Task to carry out → Reproduce the records below exactly as they appear.
---------- Source material
mod connection_state;
mod connection_table;

pub use connection_state::*;
pub use connection_table::*;
use std::cmp::Ordering;

use crate::TermId;

/// Sparse vector over vocabulary columns. Indices are strictly ascending.
#[derive(Debug, Clone, Default, PartialEq)]
pub struct SparseVector {
    indices: Vec<TermId>,
    weights: Vec<f32>,
}

impl SparseVector {
    /// Build from (column, weight) pairs already sorted by column with no repeats.
    /// Zero weights are dropped.
    pub fn from_sorted(entries: impl IntoIterator<Item = (TermId, f32)>) -> Self {
        let mut v = Self::default();
        for (idx, w) in entries {
            debug_assert!(v.indices.last().map_or(true, |&last| last < idx), "indices must ascend");
            if w != 0.0 {
                v.indices.push(idx);
                v.weights.push(w);
            }
        }
        v
    }

    pub fn is_zero(&self) -> bool { self.indices.is_empty() }

    /// Number of stored entries.
    pub fn nnz(&self) -> usize { self.indices.len() }

    pub fn iter(&self) -> impl Iterator<Item = (TermId, f32)> + '_ {
        self.indices.iter().copied().zip(self.weights.iter().copied())
    }

    pub fn get(&self, idx: TermId) -> Option<f32> {
        self.indices.binary_search(&idx).ok().map(|pos| self.weights[pos])
    }

    pub fn norm(&self) -> f32 {
        self.weights.iter().map(|w| w * w).sum::<f32>().sqrt()
    }

    /// Scale to unit Euclidean length. A zero vector stays zero.
    pub fn normalize(&mut self) {
        let norm = self.norm();
        if norm == 0.0 {
            return;
        }
        for w in self.weights.iter_mut() {
            *w /= norm;
        }
    }

    /// Dot product by merging the two index lists.
    pub fn dot(&self, other: &SparseVector) -> f32 {
        let (mut i, mut j) = (0, 0);
        let mut sum = 0.0f32;
        while i < self.indices.len() && j < other.indices.len() {
            match self.indices[i].cmp(&other.indices[j]) {
                Ordering::Less => i += 1,
                Ordering::Greater => j += 1,
                Ordering::Equal => {
                    sum += self.weights[i] * other.weights[j];
                    i += 1;
                    j += 1;
                }
            }
        }
        sum
    }
}
use anyhow::{Context, Result};
use campus_core::{EngineConfig, SearchEngine, StandardTokenizer, Tokenizer, VocabularyConfig, WhitespaceTokenizer};
use campus_server::{build_app, AppState};
use clap::{Parser, ValueEnum};
use std::net::SocketAddr;
use tokio::net::TcpListener;
use tracing_subscriber::{fmt, EnvFilter};

#[derive(Clone, Copy, ValueEnum)]
enum TokenizerKind {
    Standard,
    Whitespace,
}

#[derive(Parser)]
struct Args {
    /// Corpus path (JSON/JSONL file or directory)
    #[arg(long, default_value = "./corpus.jsonl")]
    corpus: String,
    /// Vocabulary size cap
    #[arg(long, default_value_t = 10_000)]
    max_features: usize,
    /// Tokenizer applied to queries
    #[arg(long, value_enum, default_value_t = TokenizerKind::Standard)]
    tokenizer: TokenizerKind,
    /// Host to bind
    #[arg(long, default_value = "0.0.0.0")]
    host: String,
    /// Port to bind
    #[arg(long, default_value_t = 8080)]
    port: u16,
}

#[tokio::main]
async fn main() -> Result<()> {
    fmt().with_env_filter(EnvFilter::from_default_env()).init();
    let args = Args::parse();

    let tokenizer: Box<dyn Tokenizer> = match args.tokenizer {
        TokenizerKind::Standard => Box::new(StandardTokenizer),
        TokenizerKind::Whitespace => Box::new(WhitespaceTokenizer),
    };
    let config = EngineConfig {
        vocabulary: VocabularyConfig { max_features: args.max_features, ..Default::default() },
        ..Default::default()
    };
    let state = AppState::new(SearchEngine::new(tokenizer, config), &args.corpus)
        .with_admin_token(std::env::var("ADMIN_TOKEN").ok());

    // Load before binding so the first request already has an index
    let loader = state.clone();
    let stats = tokio::task::spawn_blocking(move || loader.reload())
        .await?
        .with_context(|| format!("loading corpus {}", args.corpus))?;
    tracing::info!(num_docs = stats.num_docs, vocabulary_size = stats.vocabulary_size, "corpus indexed");

    let app = build_app(state);
    let addr: SocketAddr = format!("{}:{}", args.host, args.port).parse()?;
    let listener = TcpListener::bind(addr).await?;
    tracing::info!(%addr, "server listening");
    axum::serve(listener, app).await?;
    Ok(())
}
--------------------
The answer →
mod connection_state;
mod connection_table;

pub use connection_state::*;
pub use connection_table::*;
use std::cmp::Ordering;

use crate::TermId;

/// Sparse vector over vocabulary columns. Indices are strictly ascending.
#[derive(Debug, Clone, Default, PartialEq)]
pub struct SparseVector {
    indices: Vec<TermId>,
    weights: Vec<f32>,
}

impl SparseVector {
    /// Build from (column, weight) pairs already sorted by column with no repeats.
    /// Zero weights are dropped.
    pub fn from_sorted(entries: impl IntoIterator<Item = (TermId, f32)>) -> Self {
        let mut v = Self::default();
        for (idx, w) in entries {
            debug_assert!(v.indices.last().map_or(true, |&last| last < idx), "indices must ascend");
            if w != 0.0 {
                v.indices.push(idx);
                v.weights.push(w);
            }
        }
        v
    }

    pub fn is_zero(&self) -> bool { self.indices.is_empty() }

    /// Number of stored entries.
    pub fn nnz(&self) -> usize { self.indices.len() }

    pub fn iter(&self) -> impl Iterator<Item = (TermId, f32)> + '_ {
        self.indices.iter().copied().zip(self.weights.iter().copied())
    }

    pub fn get(&self, idx: TermId) -> Option<f32> {
        self.indices.binary_search(&idx).ok().map(|pos| self.weights[pos])
    }

    pub fn norm(&self) -> f32 {
        self.weights.iter().map(|w| w * w).sum::<f32>().sqrt()
    }

    /// Scale to unit Euclidean length. A zero vector stays zero.
    pub fn normalize(&mut self) {
        let norm = self.norm();
        if norm == 0.0 {
            return;
        }
        for w in self.weights.iter_mut() {
            *w /= norm;
        }
    }

    /// Dot product by merging the two index lists.
    pub fn dot(&self, other: &SparseVector) -> f32 {
        let (mut i, mut j) = (0, 0);
        let mut sum = 0.0f32;
        while i < self.indices.len() && j < other.indices.len() {
            match self.indices[i].cmp(&other.indices[j]) {
                Ordering::Less => i += 1,
                Ordering::Greater => j += 1,
                Ordering::Equal => {
                    sum += self.weights[i] * other.weights[j];
                    i += 1;
                    j += 1;
                }
            }
        }
        sum
    }
}
use anyhow::{Context, Result};
use campus_core::{EngineConfig, SearchEngine, StandardTokenizer, Tokenizer, VocabularyConfig, WhitespaceTokenizer};
use campus_server::{build_app, AppState};
use clap::{Parser, ValueEnum};
use std::net::SocketAddr;
use tokio::net::TcpListener;
use tracing_subscriber::{fmt, EnvFilter};

#[derive(Clone, Copy, ValueEnum)]
enum TokenizerKind {
    Standard,
    Whitespace,
}

#[derive(Parser)]
struct Args {
    /// Corpus path (JSON/JSONL file or directory)
    #[arg(long, default_value = "./corpus.jsonl")]
    corpus: String,
    /// Vocabulary size cap
    #[arg(long, default_value_t = 10_000)]
    max_features: usize,
    /// Tokenizer applied to queries
    #[arg(long, value_enum, default_value_t = TokenizerKind::Standard)]
    tokenizer: TokenizerKind,
    /// Host to bind
    #[arg(long, default_value = "0.0.0.0")]
    host: String,
    /// Port to bind
    #[arg(long, default_value_t = 8080)]
    port: u16,
}

#[tokio::main]
async fn main() -> Result<()> {
    fmt().with_env_filter(EnvFilter::from_default_env()).init();
    let args = Args::parse();

    let tokenizer: Box<dyn Tokenizer> = match args.tokenizer {
        TokenizerKind::Standard => Box::new(StandardTokenizer),
        TokenizerKind::Whitespace => Box::new(WhitespaceTokenizer),
    };
    let config = EngineConfig {
        vocabulary: VocabularyConfig { max_features: args.max_features, ..Default::default() },
        ..Default::default()
    };
    let state = AppState::new(SearchEngine::new(tokenizer, config), &args.corpus)
        .with_admin_token(std::env::var("ADMIN_TOKEN").ok());

    // Load before binding so the first request already has an index
    let loader = state.clone();
    let stats = tokio::task::spawn_blocking(move || loader.reload())
        .await?
        .with_context(|| format!("loading corpus {}", args.corpus))?;
    tracing::info!(num_docs = stats.num_docs, vocabulary_size = stats.vocabulary_size, "corpus indexed");

    let app = build_app(state);
    let addr: SocketAddr = format!("{}:{}", args.host, args.port).parse()?;
    let listener = TcpListener::bind(addr).await?;
    tracing::info!(%addr, "server listening");
    axum::serve(listener, app).await?;
    Ok(())
}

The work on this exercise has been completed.